Update: April 22, 2020
Allegiant Travel Company
Allegiant Travel Company announced on Tuesday (April 21, 2020) that they will receive a total of $171.9 million from the U.S. CARES Act Payroll Support Program (PSP), including a $21 million low-interest 10-year loan. In return, the company will issue warrants to the U.S. Treasury Department for the right to purchase 25,890 shares of common stock at a predetermined strike price with a cash settlement right at the carrier’s option. In Tuesday’s announcement, Allegiant’s Chairman and Chief Executive Officer, Maurice J. Gallagher, Jr. said,
“The Payroll Support Program recognizes the essential role our team members play in the country’s air travel infrastructure. Their dedication in the face of the unprecedented crisis brought by the COVID-19 outbreak has been tremendous – and their continued work will be critical to our nation’s successful recovery in the months to come.
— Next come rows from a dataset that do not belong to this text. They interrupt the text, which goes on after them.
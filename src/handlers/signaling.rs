//! WebRTC 시그널링 핸들러 (peer 모드)
//!
//! 방송자와 시청자 사이의 SDP/ICE 메시지를 중계하고 TURN 자격증명을 발급한다.

use crate::config::BroadcastMode;
use crate::error::RelayError;
use crate::protocol::ServerMessage;
use crate::registry::SessionStore;
use crate::session::{BroadcastSession, Delivery};
use crate::state::AppState;
use crate::turn;
use serde_json::Value;
use std::sync::Arc;
use std::time::{SystemTime, UNIX_EPOCH};

/// peer 모드 방송 세션에 대해 중계 연산 수행
fn relay(
    state: &AppState,
    conn_id: &str,
    match_id: &str,
    event: &str,
    f: impl FnOnce(&mut BroadcastSession) -> Result<Vec<Delivery>, RelayError>,
) -> bool {
    if state.config.broadcast.mode != BroadcastMode::Peer {
        state.reject(conn_id, event, &RelayError::WrongMode("segment"));
        return false;
    }
    let result = state
        .registry
        .broadcasts
        .update(match_id, f)
        .unwrap_or(Err(RelayError::NoSession));
    match result {
        Ok(deliveries) => {
            state.deliver(deliveries);
            true
        }
        Err(e) => {
            state.reject(conn_id, event, &e);
            false
        }
    }
}

/// Offer 처리 (방송자 → 시청자)
pub fn handle_offer(
    state: &Arc<AppState>,
    from_conn: &str,
    match_id: &str,
    sdp: &Value,
    target: Option<&str>,
) {
    if relay(state, from_conn, match_id, "offer", |s| {
        s.relay_offer(from_conn, sdp, target)
    }) {
        tracing::debug!(
            from = %from_conn,
            match_id = %match_id,
            target = ?target,
            "Relayed offer"
        );
    }
}

/// Answer 처리 (시청자 → 방송자)
pub fn handle_answer(state: &Arc<AppState>, from_conn: &str, match_id: &str, sdp: &Value) {
    if relay(state, from_conn, match_id, "answer", |s| {
        s.relay_answer(from_conn, sdp)
    }) {
        tracing::debug!(from = %from_conn, match_id = %match_id, "Relayed answer");
    }
}

/// ICE Candidate 처리
pub fn handle_ice_candidate(
    state: &Arc<AppState>,
    from_conn: &str,
    match_id: &str,
    candidate: &Value,
    target: Option<&str>,
) {
    if relay(state, from_conn, match_id, "ice-candidate", |s| {
        s.relay_ice(from_conn, candidate, target)
    }) {
        tracing::debug!(
            from = %from_conn,
            match_id = %match_id,
            target = ?target,
            "Relayed ICE candidate"
        );
    }
}

/// ICE 서버 요청 처리. 현재 자격증명이 아직 유효하면 재발급하지 않는다.
pub fn handle_ice_servers_request(
    state: &Arc<AppState>,
    conn_id: &str,
    match_id: &str,
    current_username: Option<&str>,
) {
    let now = SystemTime::now()
        .duration_since(UNIX_EPOCH)
        .map(|d| d.as_secs())
        .unwrap_or_default();

    if current_username.is_some_and(|username| turn::credentials_valid(username, now)) {
        state.send_to(
            conn_id,
            ServerMessage::IceServers {
                success: true,
                data: None,
                error: Some("Credentials still valid".to_string()),
            },
        );
        return;
    }

    let reply = match turn::ice_config(&state.config.turn, match_id, now, rand::random()) {
        Ok(data) => {
            tracing::info!(match_id = %match_id, ttl = data.ttl, "ICE servers sent");
            ServerMessage::IceServers {
                success: true,
                data: Some(data),
                error: None,
            }
        }
        Err(e) => {
            tracing::warn!(match_id = %match_id, error = %e, "ICE servers unavailable");
            ServerMessage::IceServers {
                success: false,
                data: None,
                error: Some(e.to_string()),
            }
        }
    };
    state.send_to(conn_id, reply);
}

#[cfg(test)]
mod tests {
    use super::*;
    use crate::config::Config;
    use crate::handlers::broadcast::handle_join_broadcast;
    use crate::handlers::testing::{connect, drain};
    use crate::protocol::StreamRole;
    use serde_json::json;

    fn peer_state() -> Arc<AppState> {
        let mut config = Config::with_recordings_dir(std::env::temp_dir());
        config.rejection_acks = true;
        config.broadcast.mode = BroadcastMode::Peer;
        Arc::new(AppState::new(config))
    }

    #[tokio::test]
    async fn offer_answer_and_ice_are_brokered() {
        let state = peer_state();
        let (b1, mut rxb) = connect(&state);
        let (v1, mut rxv) = connect(&state);
        handle_join_broadcast(&state, &v1, "m1", StreamRole::Viewer, None);
        handle_join_broadcast(&state, &b1, "m1", StreamRole::Broadcaster, None);
        assert!(drain(&mut rxv).contains(&ServerMessage::StreamStarted {
            match_id: "m1".into()
        }));
        drain(&mut rxb);

        handle_offer(&state, &b1, "m1", &json!({"sdp": "o"}), Some(&v1));
        assert_eq!(
            drain(&mut rxv),
            vec![ServerMessage::Offer {
                match_id: "m1".into(),
                from: b1.clone(),
                sdp: json!({"sdp": "o"}),
            }]
        );

        handle_answer(&state, &v1, "m1", &json!({"sdp": "a"}));
        handle_ice_candidate(&state, &v1, "m1", &json!({"candidate": "c"}), None);
        let to_broadcaster = drain(&mut rxb);
        assert_eq!(to_broadcaster.len(), 2);
        assert!(matches!(to_broadcaster[0], ServerMessage::Answer { .. }));
        assert!(matches!(to_broadcaster[1], ServerMessage::IceCandidate { .. }));
    }

    #[tokio::test]
    async fn signaling_is_rejected_in_segment_mode() {
        let mut config = Config::with_recordings_dir(std::env::temp_dir());
        config.rejection_acks = true;
        let state = Arc::new(AppState::new(config));
        let (b1, mut rxb) = connect(&state);
        handle_join_broadcast(&state, &b1, "m1", StreamRole::Broadcaster, None);
        drain(&mut rxb);

        handle_offer(&state, &b1, "m1", &json!({}), None);
        assert_eq!(
            drain(&mut rxb),
            vec![ServerMessage::Rejected {
                event: "offer".into(),
                reason: RelayError::WrongMode("segment").to_string(),
            }]
        );
    }

    #[tokio::test]
    async fn unconfigured_turn_reports_failure() {
        let state = peer_state();
        let (c1, mut rx1) = connect(&state);
        handle_ice_servers_request(&state, &c1, "m1", None);
        assert!(matches!(
            drain(&mut rx1).as_slice(),
            [ServerMessage::IceServers { success: false, .. }]
        ));
    }
}
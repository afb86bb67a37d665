//! 환경 변수 기반 설정 관리

use std::env;
use std::path::PathBuf;
use std::str::FromStr;

/// 서버 설정
#[derive(Debug, Clone)]
pub struct Config {
    pub port: u16,
    pub host: String,
    pub cors_origins: Vec<String>,
    pub broadcast: BroadcastConfig,
    pub turn: TurnConfig,
    /// 잘못된 요청에 `rejected` 응답을 보낼지 여부 (기본: 조용히 무시)
    pub rejection_acks: bool,
    pub log_level: String,
}

/// 방송 중계 방식
#[derive(Debug, Clone, Copy, PartialEq, Eq)]
pub enum BroadcastMode {
    /// 방송자가 주기적으로 영상 조각을 올리고 서버가 시청자에게 위치를 알림
    Segment,
    /// 서버는 offer/answer/ICE 만 중계하고 영상은 피어 간 직접 전송
    Peer,
}

impl BroadcastMode {
    pub fn as_str(self) -> &'static str {
        match self {
            Self::Segment => "segment",
            Self::Peer => "peer",
        }
    }
}

impl FromStr for BroadcastMode {
    type Err = String;

    fn from_str(s: &str) -> Result<Self, Self::Err> {
        match s.trim().to_ascii_lowercase().as_str() {
            "segment" => Ok(Self::Segment),
            "peer" => Ok(Self::Peer),
            other => Err(format!("unknown broadcast mode: {other}")),
        }
    }
}

/// 방송 설정
#[derive(Debug, Clone)]
pub struct BroadcastConfig {
    pub mode: BroadcastMode,
    pub recordings_dir: PathBuf,
    pub segment_extension: String,
    pub max_segment_bytes: usize,
    /// 0 이면 시청자 폴링 타이머를 만들지 않음
    pub viewer_poll_interval_ms: u64,
    /// 0 이면 비활성 방송 정리를 하지 않음
    pub idle_timeout_secs: u64,
    pub sweep_interval_secs: u64,
}

/// TURN 서버 설정
#[derive(Debug, Clone)]
pub struct TurnConfig {
    pub url: String,
    pub secret: String,
    pub realm: String,
    pub enable_tls: bool,
    pub enable_udp: bool,
    pub enable_tcp: bool,
    pub ports: TurnPorts,
    pub credential_ttl: u64,
    pub fallback_servers: Vec<String>,
}

/// TURN 포트 설정
#[derive(Debug, Clone)]
pub struct TurnPorts {
    pub udp: u16,
    pub tcp: u16,
    pub tls: u16,
}

fn parsed<T: FromStr>(key: &str, default: T) -> T {
    env::var(key)
        .ok()
        .and_then(|v| v.trim().parse().ok())
        .unwrap_or(default)
}

fn flag(key: &str, default: bool) -> bool {
    env::var(key)
        .map(|v| matches!(v.trim(), "true" | "1" | "yes"))
        .unwrap_or(default)
}

fn list(key: &str, default: &str) -> Vec<String> {
    env::var(key)
        .unwrap_or_else(|_| default.to_string())
        .split(',')
        .map(|s| s.trim().to_string())
        .filter(|s| !s.is_empty())
        .collect()
}

impl Config {
    /// 환경 변수에서 설정 로드
    pub fn from_env() -> Self {
        dotenvy::dotenv().ok();

        Self {
            port: parsed("PORT", 5000),
            host: env::var("HOST").unwrap_or_else(|_| "0.0.0.0".to_string()),
            cors_origins: list("CORS_ORIGINS", "*"),
            broadcast: BroadcastConfig {
                mode: parsed("BROADCAST_MODE", BroadcastMode::Segment),
                recordings_dir: env::var("RECORDINGS_DIR")
                    .map(PathBuf::from)
                    .unwrap_or_else(|_| PathBuf::from("recordings")),
                segment_extension: env::var("SEGMENT_EXTENSION")
                    .unwrap_or_else(|_| "webm".to_string()),
                max_segment_bytes: parsed("MAX_SEGMENT_BYTES", 32 * 1024 * 1024),
                viewer_poll_interval_ms: parsed("VIEWER_POLL_INTERVAL_MS", 5000),
                idle_timeout_secs: parsed("BROADCAST_IDLE_TIMEOUT_SECS", 0),
                sweep_interval_secs: parsed("SWEEP_INTERVAL_SECS", 30),
            },
            turn: TurnConfig {
                url: env::var("TURN_SERVER_URL").unwrap_or_default(),
                secret: env::var("TURN_SECRET").unwrap_or_default(),
                realm: env::var("TURN_REALM").unwrap_or_default(),
                enable_tls: flag("TURN_ENABLE_TLS", false),
                enable_udp: env::var("TURN_ENABLE_UDP")
                    .map(|v| v != "false")
                    .unwrap_or(true),
                enable_tcp: env::var("TURN_ENABLE_TCP")
                    .map(|v| v != "false")
                    .unwrap_or(true),
                ports: TurnPorts {
                    udp: parsed("TURN_PORT_UDP", 3478),
                    tcp: parsed("TURN_PORT_TCP", 3478),
                    tls: parsed("TURN_PORT_TLS", 443),
                },
                credential_ttl: parsed("TURN_CREDENTIAL_TTL", 3600),
                fallback_servers: list("TURN_FALLBACK_SERVERS", ""),
            },
            rejection_acks: flag("REJECTION_ACKS", false),
            log_level: env::var("LOG_LEVEL").unwrap_or_else(|_| "info".to_string()),
        }
    }

    /// 테스트와 임베딩용 기본값 (환경 변수를 읽지 않음)
    pub fn with_recordings_dir(dir: impl Into<PathBuf>) -> Self {
        Self {
            port: 0,
            host: "127.0.0.1".to_string(),
            cors_origins: vec!["*".to_string()],
            broadcast: BroadcastConfig {
                mode: BroadcastMode::Segment,
                recordings_dir: dir.into(),
                segment_extension: "webm".to_string(),
                max_segment_bytes: 32 * 1024 * 1024,
                viewer_poll_interval_ms: 5000,
                idle_timeout_secs: 0,
                sweep_interval_secs: 30,
            },
            turn: TurnConfig {
                url: String::new(),
                secret: String::new(),
                realm: String::new(),
                enable_tls: false,
                enable_udp: true,
                enable_tcp: true,
                ports: TurnPorts {
                    udp: 3478,
                    tcp: 3478,
                    tls: 443,
                },
                credential_ttl: 3600,
                fallback_servers: Vec::new(),
            },
            rejection_acks: false,
            log_level: "info".to_string(),
        }
    }
}
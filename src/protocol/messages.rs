//! 클라이언트-서버 메시지 프로토콜 정의

use serde::{Deserialize, Serialize};
use serde_json::Value;

/// 드래프트 좌석 / 팀 구분
#[derive(Debug, Clone, Copy, PartialEq, Eq, Hash, Serialize, Deserialize)]
pub enum Side {
    A,
    B,
}

impl Side {
    pub fn other(self) -> Self {
        match self {
            Side::A => Side::B,
            Side::B => Side::A,
        }
    }
}

/// 방송 참여 역할
#[derive(Debug, Clone, Copy, PartialEq, Eq, Serialize, Deserialize)]
#[serde(rename_all = "lowercase")]
pub enum StreamRole {
    Broadcaster,
    Viewer,
}

/// 드래프트 진행 단계
#[derive(Debug, Clone, Copy, PartialEq, Eq, Serialize, Deserialize)]
#[serde(rename_all = "snake_case")]
pub enum DraftPhase {
    AwaitingCaptains,
    TossPending,
    Picking,
    Completed,
}

/// 선수 평점 (1~5)
#[derive(Debug, Clone, PartialEq, Eq, Serialize, Deserialize)]
pub struct PlayerRating {
    pub player: String,
    pub rating: u8,
}

/// 현재 스코어
#[derive(Debug, Clone, Copy, Default, PartialEq, Eq, Serialize, Deserialize)]
pub struct Score {
    pub team_a: u32,
    pub team_b: u32,
}

/// 주장 간 채팅 기록
#[derive(Debug, Clone, PartialEq, Eq, Serialize, Deserialize)]
pub struct ChatEntry {
    pub sender: String,
    pub text: String,
    pub timestamp: u64,
}

/// 클라이언트 → 서버 메시지
#[derive(Debug, Clone, Serialize, Deserialize)]
#[serde(tag = "type", content = "payload", rename_all = "kebab-case")]
pub enum ClientMessage {
    // Connection
    Heartbeat,

    // Captain Draft
    JoinDraft {
        match_id: String,
        user: Option<String>,
        players: Option<Vec<String>>,
    },
    RequestCaptain {
        match_id: String,
        user: Option<String>,
    },
    LeaveDraft {
        match_id: String,
    },
    RequestToss {
        match_id: String,
    },
    SelectPlayer {
        match_id: String,
        player: String,
        team: Side,
        role: Side,
    },
    CaptainMessage {
        match_id: String,
        sender: Option<String>,
        text: String,
    },

    // Broadcast Relay
    JoinBroadcast {
        match_id: String,
        role: StreamRole,
        user: Option<String>,
    },
    PushSegment {
        match_id: String,
        /// base64 인코딩된 영상 데이터
        data: String,
    },
    RequestSegmentUpdates {
        match_id: String,
    },
    StopBroadcast {
        match_id: String,
    },
    LeaveBroadcast {
        match_id: String,
    },

    // WebRTC Signaling (peer 모드)
    Offer {
        match_id: String,
        sdp: Value,
        target: Option<String>,
    },
    Answer {
        match_id: String,
        sdp: Value,
    },
    IceCandidate {
        match_id: String,
        candidate: Value,
        target: Option<String>,
    },
    RequestIceServers {
        match_id: String,
        /// 아직 유효하면 재발급하지 않음
        current_username: Option<String>,
    },

    // Match Events
    JoinMatchRoom {
        match_id: String,
    },
    LeaveMatchRoom {
        match_id: String,
    },
    EmitGoal {
        match_id: String,
        team: Side,
        scorer: String,
        minute: Option<u32>,
    },
    EmitStreamStatus {
        match_id: String,
        streaming: bool,
        streamer: Option<String>,
    },
    JoinGlobal {
        user: String,
    },
    AnnounceMatchEnded {
        match_id: String,
        user: String,
    },
    SubmitRatings {
        match_id: String,
        rater: String,
        ratings: Vec<PlayerRating>,
    },
}

impl ClientMessage {
    /// 로그와 `rejected` 응답에 쓰는 이벤트 이름
    pub fn event_name(&self) -> &'static str {
        match self {
            ClientMessage::Heartbeat => "heartbeat",
            ClientMessage::JoinDraft { .. } => "join-draft",
            ClientMessage::RequestCaptain { .. } => "request-captain",
            ClientMessage::LeaveDraft { .. } => "leave-draft",
            ClientMessage::RequestToss { .. } => "request-toss",
            ClientMessage::SelectPlayer { .. } => "select-player",
            ClientMessage::CaptainMessage { .. } => "captain-message",
            ClientMessage::JoinBroadcast { .. } => "join-broadcast",
            ClientMessage::PushSegment { .. } => "push-segment",
            ClientMessage::RequestSegmentUpdates { .. } => "request-segment-updates",
            ClientMessage::StopBroadcast { .. } => "stop-broadcast",
            ClientMessage::LeaveBroadcast { .. } => "leave-broadcast",
            ClientMessage::Offer { .. } => "offer",
            ClientMessage::Answer { .. } => "answer",
            ClientMessage::IceCandidate { .. } => "ice-candidate",
            ClientMessage::RequestIceServers { .. } => "request-ice-servers",
            ClientMessage::JoinMatchRoom { .. } => "join-match-room",
            ClientMessage::LeaveMatchRoom { .. } => "leave-match-room",
            ClientMessage::EmitGoal { .. } => "emit-goal",
            ClientMessage::EmitStreamStatus { .. } => "emit-stream-status",
            ClientMessage::JoinGlobal { .. } => "join-global",
            ClientMessage::AnnounceMatchEnded { .. } => "announce-match-ended",
            ClientMessage::SubmitRatings { .. } => "submit-ratings",
        }
    }
}

/// 서버 → 클라이언트 메시지
#[derive(Debug, Clone, PartialEq, Serialize, Deserialize)]
#[serde(tag = "type", content = "payload", rename_all = "kebab-case")]
pub enum ServerMessage {
    // Connection
    Connected { socket_id: String },
    HeartbeatAck,
    Error { code: String, message: String },
    Rejected { event: String, reason: String },

    // Captain Draft
    CaptainAssigned {
        match_id: String,
        role: Side,
    },
    BothCaptainsReady {
        match_id: String,
    },
    CaptainLeft {
        match_id: String,
        role: Side,
    },
    TossResult {
        match_id: String,
        winner: Side,
    },
    PlayerSelected {
        match_id: String,
        player: String,
        team: Side,
        next_turn: Side,
    },
    SelectionCompleted {
        match_id: String,
        team_a: Vec<String>,
        team_b: Vec<String>,
    },
    DraftSnapshot {
        match_id: String,
        phase: DraftPhase,
        current_turn: Side,
        team_a: Vec<String>,
        team_b: Vec<String>,
        remaining: Option<Vec<String>>,
        chat: Vec<ChatEntry>,
    },
    CaptainMessage {
        match_id: String,
        sender: String,
        text: String,
        timestamp: u64,
    },

    // Broadcast Relay
    ReadyToStream {
        match_id: String,
    },
    StreamAvailable {
        match_id: String,
    },
    StreamStarted {
        match_id: String,
    },
    StreamEnded {
        match_id: String,
    },
    VideoUpdate {
        match_id: String,
        video_url: String,
        sequence: u64,
    },

    // WebRTC Signaling
    Offer {
        match_id: String,
        from: String,
        sdp: Value,
    },
    Answer {
        match_id: String,
        from: String,
        sdp: Value,
    },
    IceCandidate {
        match_id: String,
        from: String,
        candidate: Value,
    },
    IceServers {
        success: bool,
        data: Option<IceConfigData>,
        error: Option<String>,
    },

    // Match Events
    JoinedMatch {
        match_id: String,
        viewers: usize,
    },
    GoalUpdate {
        match_id: String,
        team: Side,
        scorer: String,
        minute: u32,
        score: Option<Score>,
    },
    StreamStatus {
        match_id: String,
        streaming: bool,
        streamer: Option<String>,
    },
    MatchEnded {
        match_id: String,
        exclude_user: String,
    },
    RatingsSaved {
        match_id: String,
        count: usize,
    },
}

/// ICE 설정 데이터
#[derive(Debug, Clone, PartialEq, Serialize, Deserialize)]
pub struct IceConfigData {
    pub ice_servers: Vec<IceServer>,
    pub ttl: u64,
    pub timestamp: u64,
    pub match_id: String,
}

/// ICE 서버 설정
#[derive(Debug, Clone, PartialEq, Serialize, Deserialize)]
pub struct IceServer {
    pub urls: Vec<String>,
    #[serde(skip_serializing_if = "Option::is_none")]
    pub username: Option<String>,
    #[serde(skip_serializing_if = "Option::is_none")]
    pub credential: Option<String>,
    #[serde(skip_serializing_if = "Option::is_none")]
    pub credential_type: Option<String>,
}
On behalf of our entire team, I’d like to applaud the work of the administration, Treasury and Department of Transportation, our hometown Nevada delegation, leadership of both houses of Congress and the Aviation Subcommittees for both the Senate and the House for taking swift, bipartisan action to protect the jobs of our frontline team members. We thank you for your support and look forward to working with you to ensure Americans can once again be together, connecting with family and friends and conducting the business of our great nation.”
Founded in 1999, Allegiant links passengers from small to medium cities to world-class leisure destinations with all non-stop flights and industry-low average fares. The company operates 450 routes nationwide and offers base airfares that are often half the price of a typical roundtrip ticket.
Source(s): American Airlines, Delta Air Lines, Southwest Airlines, Alaska Airlines, JetBlue, United Airlines, Mesa Air Group, Allegiant Travel Company
Editor's Note: This article includes airlines who have published details of the aid they will receive from the U.S. CARES Act Payroll Support Program (PSP) at the time of writing and is not exhaustive. Many other U.S. carriers are also participating in the program and we will update this article when they publish the details.